The genes related to clotting factors VIII and IX are located on the X chromosome. Hemophilia A and B are inherited in a pattern referred to as X-linked recessive. This means it primarily affects males who can give the gene to their daughters but can’t give it their sons. However, females can still be carriers of the gene, with a 50% chance it could be passed to their children. Females, though, typically don’t show symptoms as they usually have one normal allele for the clotting factor. Still, some women may show symptoms if they get mutated alleles from both parents or due to a process called lyonization, where one X chromosome becomes inactive.
In very rare cases, a person can develop what’s known as acquired hemophilia B. This happens when the body’s immune system develops antibodies that attack its own clotting factors. This form of hemophilia often happens in people with an existing autoimmune disease, cancer, or infection, such as HIV or hepatitis B or C. The preferred terminology for this type of hemophilia is “acquired factor inhibitor” or “acquired factor deficiency.”

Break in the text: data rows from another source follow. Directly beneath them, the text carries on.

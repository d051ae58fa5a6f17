//! Application Services
//!
//! One instance per page load: configuration, the HTTP content client and
//! the stale-safe composers that own each view's remote state.

use feed_core::detail::DetailLoader;
use feed_core::feed::FeedComposer;
use feed_core::profile::ProfileLoader;
use feed_core::search::SearchComposer;
use feed_core::session::SessionGate;
use feed_core::{FeedConfig, HttpContentService};

use crate::browser::LocalStorageTokenStore;

const CONFIG_JSON: &str = include_str!("../feed.config.json");

pub struct Services {
    pub config: FeedConfig,
    pub content: HttpContentService,
    pub session: SessionGate<LocalStorageTokenStore>,
    pub feed: FeedComposer<HttpContentService>,
    pub detail: DetailLoader<HttpContentService>,
    pub profile: ProfileLoader<HttpContentService>,
    pub search: SearchComposer<HttpContentService>,
}

impl Services {
    pub fn init() -> Self {
        let config = FeedConfig::from_json(CONFIG_JSON).unwrap_or_else(|e| {
            log::warn!("[config] {}, using defaults", e);
            FeedConfig::default()
        });
        let content = HttpContentService::from_config(&config);
        let session = SessionGate::restore(LocalStorageTokenStore::new(config.token_key.clone()), &config);

        Self {
            feed: FeedComposer::new(content.clone()),
            detail: DetailLoader::new(content.clone()),
            profile: ProfileLoader::new(content.clone()),
            search: SearchComposer::new(content.clone()),
            content,
            session,
            config,
        }
    }
}
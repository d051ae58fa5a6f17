//! Domain Layer - Core Entity Trait
//!
//! Every record served by the remote content service carries a stable numeric ID.

use std::collections::HashMap;

/// Core trait for all remote entities
pub trait Entity: Sized + Clone {
    /// The type of the entity's unique identifier
    type Id: Copy + Eq + std::hash::Hash;

    /// Returns the entity's unique identifier
    fn id(&self) -> Self::Id;
}

/// Lookup table by ID; a later duplicate replaces an earlier one
pub fn index_by_id<E: Entity>(entities: impl IntoIterator<Item = E>) -> HashMap<E::Id, E> {
    entities.into_iter().map(|e| (e.id(), e)).collect()
}
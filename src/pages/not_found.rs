//! Fallback for unknown paths

use feed_core::feed::FeedQuery;
use feed_core::Route;
use leptos::prelude::*;

use crate::components::Link;

#[component]
pub fn NotFoundView() -> impl IntoView {
    view! {
        <div class="empty-state">
            <h1>"Page not found"</h1>
            <Link route=Route::Feed(FeedQuery::new())>"Back to Feed"</Link>
        </div>
    }
}
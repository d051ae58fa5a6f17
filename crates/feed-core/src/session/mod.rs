//! Session Layer
//!
//! Login gate and the injected token storage it persists through.

mod store;
mod gate;

pub use store::{MemoryTokenStore, TokenStore};
pub use gate::{NoDelay, SessionError, SessionGate, Sleeper, DEMO_PASSWORD, DEMO_TOKEN, DEMO_USERNAME};
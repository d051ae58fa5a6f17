//! HTTP Content Service
//!
//! `reqwest`-backed implementation of [`ContentService`] against the
//! DummyJSON REST layout. Uses the browser fetch API on wasm.

use async_trait::async_trait;
use percent_encoding::{utf8_percent_encode, NON_ALPHANUMERIC};
use reqwest::Url;
use serde::de::DeserializeOwned;

use crate::config::FeedConfig;
use crate::domain::{Author, AuthorPage, Comment, CommentPage, Post, PostPage};
use super::error::{FetchError, FetchResult};
use super::traits::ContentService;

#[derive(Debug, Clone)]
pub struct HttpContentService {
    client: reqwest::Client,
    base_url: String,
}

impl HttpContentService {
    pub fn new(base_url: impl Into<String>) -> Self {
        let base_url: String = base_url.into();
        Self {
            client: reqwest::Client::new(),
            base_url: base_url.trim_end_matches('/').to_string(),
        }
    }

    pub fn from_config(config: &FeedConfig) -> Self {
        Self::new(config.api_base_url.clone())
    }

    /// Build the full request URL for a path and query pairs
    pub fn url(&self, path: &str, query: &[(&str, String)]) -> FetchResult<Url> {
        let raw = format!("{}{}", self.base_url, path);
        if query.is_empty() {
            Url::parse(&raw)
        } else {
            Url::parse_with_params(&raw, query)
        }
        .map_err(|e| FetchError::Transport(format!("bad url {}: {}", raw, e)))
    }

    async fn get_json<T: DeserializeOwned>(&self, url: Url) -> FetchResult<T> {
        log::debug!("[remote] GET {}", url);
        let response = self.client.get(url.clone()).send().await.map_err(|e| {
            log::warn!("[remote] GET {} failed: {}", url, e);
            FetchError::from(e)
        })?;

        let status = response.status();
        if !status.is_success() {
            log::warn!("[remote] GET {} returned {}", url, status);
            return Err(FetchError::Status(status.as_u16()));
        }

        response.json::<T>().await.map_err(|e| {
            log::warn!("[remote] GET {} decode failed: {}", url, e);
            FetchError::Decode(e.to_string())
        })
    }
}

fn paging(limit: u32, skip: u32) -> [(&'static str, String); 2] {
    [("limit", limit.to_string()), ("skip", skip.to_string())]
}

fn segment(value: &str) -> String {
    utf8_percent_encode(value, NON_ALPHANUMERIC).to_string()
}

#[async_trait(?Send)]
impl ContentService for HttpContentService {
    async fn list_posts(&self, limit: u32, skip: u32) -> FetchResult<PostPage> {
        let url = self.url("/posts", &paging(limit, skip))?;
        self.get_json(url).await
    }

    async fn search_posts(&self, query: &str, limit: u32, skip: u32) -> FetchResult<PostPage> {
        let [limit_param, skip_param] = paging(limit, skip);
        let url = self.url("/posts/search", &[("q", query.to_string()), limit_param, skip_param])?;
        self.get_json(url).await
    }

    async fn list_posts_by_tag(&self, tag: &str, limit: u32, skip: u32) -> FetchResult<PostPage> {
        let url = self.url(&format!("/posts/tag/{}", segment(tag)), &paging(limit, skip))?;
        self.get_json(url).await
    }

    async fn get_post(&self, id: u32) -> FetchResult<Post> {
        let url = self.url(&format!("/posts/{}", id), &[])?;
        self.get_json(url).await
    }

    async fn list_posts_by_author(&self, author_id: u32) -> FetchResult<Vec<Post>> {
        let url = self.url(&format!("/posts/user/{}", author_id), &[])?;
        let page: PostPage = self.get_json(url).await?;
        Ok(page.posts)
    }

    async fn get_comments(&self, post_id: u32) -> FetchResult<Vec<Comment>> {
        let url = self.url(&format!("/posts/{}/comments", post_id), &[])?;
        let page: CommentPage = self.get_json(url).await?;
        Ok(page.comments)
    }

    async fn get_author(&self, id: u32) -> FetchResult<Author> {
        let url = self.url(&format!("/users/{}", id), &[])?;
        self.get_json(url).await
    }

    async fn search_authors(&self, query: &str) -> FetchResult<Vec<Author>> {
        let url = self.url("/users/search", &[("q", query.to_string())])?;
        let page: AuthorPage = self.get_json(url).await?;
        Ok(page.users)
    }
}
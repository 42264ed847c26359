use argon2::password_hash::{PasswordHash, PasswordHasher, PasswordVerifier, SaltString};
use argon2::{Argon2, Params};
use chrono::Utc;
use jsonwebtoken::{Algorithm, DecodingKey, EncodingKey, Header, Validation, decode, encode};
use rand_core::OsRng;
use serde::{Deserialize, Serialize};

// Argon2 parameters for 50-150ms target latency
const ARGON2_M_COST: u32 = 19456; // 19 MB
const ARGON2_T_COST: u32 = 2;
const ARGON2_P_COST: u32 = 1;

const TOKEN_LEEWAY_SECS: u64 = 60;

#[derive(Debug, Serialize, Deserialize)]
struct Claims {
    sub: String, // user id
    exp: u64,
    iat: u64,
}

fn argon2_hasher() -> Result<Argon2<'static>, argon2::password_hash::Error> {
    let params = Params::new(ARGON2_M_COST, ARGON2_T_COST, ARGON2_P_COST, None)
        .map_err(argon2::password_hash::Error::from)?;
    Ok(Argon2::new(
        argon2::Algorithm::Argon2id,
        argon2::Version::V0x13,
        params,
    ))
}

pub fn hash_password(password: &str) -> Result<String, argon2::password_hash::Error> {
    let salt = SaltString::generate(&mut OsRng);
    let password_hash = argon2_hasher()?.hash_password(password.as_bytes(), &salt)?;
    Ok(password_hash.to_string())
}

/// `Ok(false)` for a wrong password, `Err` only when the stored hash is unreadable.
pub fn verify_password(password: &str, hash: &str) -> Result<bool, argon2::password_hash::Error> {
    let parsed_hash = PasswordHash::new(hash)?;
    Ok(argon2_hasher()?
        .verify_password(password.as_bytes(), &parsed_hash)
        .is_ok())
}

fn now_secs() -> u64 {
    Utc::now().timestamp().max(0) as u64
}

pub fn generate_token(
    user_id: &str,
    secret: &str,
    ttl_secs: u64,
) -> Result<String, jsonwebtoken::errors::Error> {
    let now = now_secs();
    let claims = Claims {
        sub: user_id.to_string(),
        exp: now.saturating_add(ttl_secs),
        iat: now,
    };

    encode(
        &Header::new(Algorithm::HS256),
        &claims,
        &EncodingKey::from_secret(secret.as_ref()),
    )
}

/// Returns the user id carried by a valid token.
pub fn validate_token(token: &str, secret: &str) -> Result<String, jsonwebtoken::errors::Error> {
    let mut validation = Validation::new(Algorithm::HS256);
    validation.leeway = TOKEN_LEEWAY_SECS;

    let token_data = decode::<Claims>(
        token,
        &DecodingKey::from_secret(secret.as_ref()),
        &validation,
    )?;

    Ok(token_data.claims.sub)
}

#[cfg(test)]
mod tests {
    use super::*;

    #[test]
    fn test_hash_password_uses_argon2id_with_random_salt() {
        let hash1 = hash_password("same_password").unwrap();
        let hash2 = hash_password("same_password").unwrap();

        assert!(hash1.starts_with("$argon2id$"));
        assert_ne!(hash1, "same_password");
        assert_ne!(hash1, hash2);
    }

    #[test]
    fn test_verify_password() {
        let hash = hash_password("correct_password").unwrap();

        assert!(verify_password("correct_password", &hash).unwrap());
        assert!(!verify_password("wrong_password", &hash).unwrap());
    }

    #[test]
    fn test_verify_password_with_unicode() {
        let hash = hash_password("пароль123").unwrap();
        assert!(verify_password("пароль123", &hash).unwrap());
    }

    #[test]
    fn test_verify_password_invalid_hash_format() {
        assert!(verify_password("test_password", "not_a_valid_hash").is_err());
    }

    #[test]
    fn test_token_carries_user_id() {
        let token = generate_token("user_456", "test_secret", 3600).unwrap();

        assert_eq!(token.split('.').count(), 3);
        assert_eq!(validate_token(&token, "test_secret").unwrap(), "user_456");
    }

    #[test]
    fn test_huge_ttl_does_not_overflow() {
        let token = generate_token("user_789", "test_secret", u64::MAX).unwrap();
        assert_eq!(validate_token(&token, "test_secret").unwrap(), "user_789");
    }

    #[test]
    fn test_validate_token_rejects_garbage_and_wrong_secret() {
        assert!(validate_token("invalid.token.here", "secret_key").is_err());

        let token = generate_token("test_user", "correct_secret", 3600).unwrap();
        assert!(validate_token(&token, "wrong_secret").is_err());
    }

    #[test]
    fn test_validate_token_rejects_expired_token() {
        let issued = now_secs() - 7200;
        let claims = Claims {
            sub: "old_user".to_string(),
            exp: issued + 3600,
            iat: issued,
        };
        let token = encode(
            &Header::new(Algorithm::HS256),
            &claims,
            &EncodingKey::from_secret(b"secret"),
        )
        .unwrap();

        assert!(validate_token(&token, "secret").is_err());
    }
}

Risk Factors and Frequency for Hemophilia B
Hemophilia is a rare condition that can affect anyone, regardless of where in the world they live or their ethnicity. The rate of occurrence is 1 in 125,000. For a specific variant of the disease called Hemophilia B, the occurrence rate stands at 3.8 in 100,000 male newborns and 5 in 100,000 males at birth. In some communities, the frequency of hemophilia can be significantly higher due to marriages within the same family.
Signs and Symptoms of Hemophilia B
Hemophilia B is typically less severe than Hemophilia A. Its severity is dictated by the level of Factor IX in the blood, which plays a key role in blood clotting. Hemophilia B can be classified as severe, moderate, or mild.
Patients with severe hemophilia B typically have less than 1% of the normal amount of Factor IX in their blood. This can lead to spontaneous bleeding and symptoms may become noticeable in infancy or childhood with outbreaks following minor injuries. Symptoms can vary and include:
- Uncontrollable bleeding following circumcision, vaccinations, or mouth injuries
- Bleeding when starting to walk or crawl
- Bleeding in the brain, mouth, digestive tract, joints or muscles
Severe hemophiliacs also risk bleeding in organs like the liver, spleen, bladder, or kidneys. The most serious case is bleeding in the brain, which can cause seizures, muscle weakness, or poor feeding in newborns while older patients may experience headaches, vomiting, and lethargy.
Moderate hemophiliacs have a slightly higher amount of Factor IX in their blood, ranging from 1% to 5%. These patients typically do not bleed spontaneously but experience bleeding after trauma, injury, dental work or surgery. Recurrent joint bleeding can occur in up to 25% of cases.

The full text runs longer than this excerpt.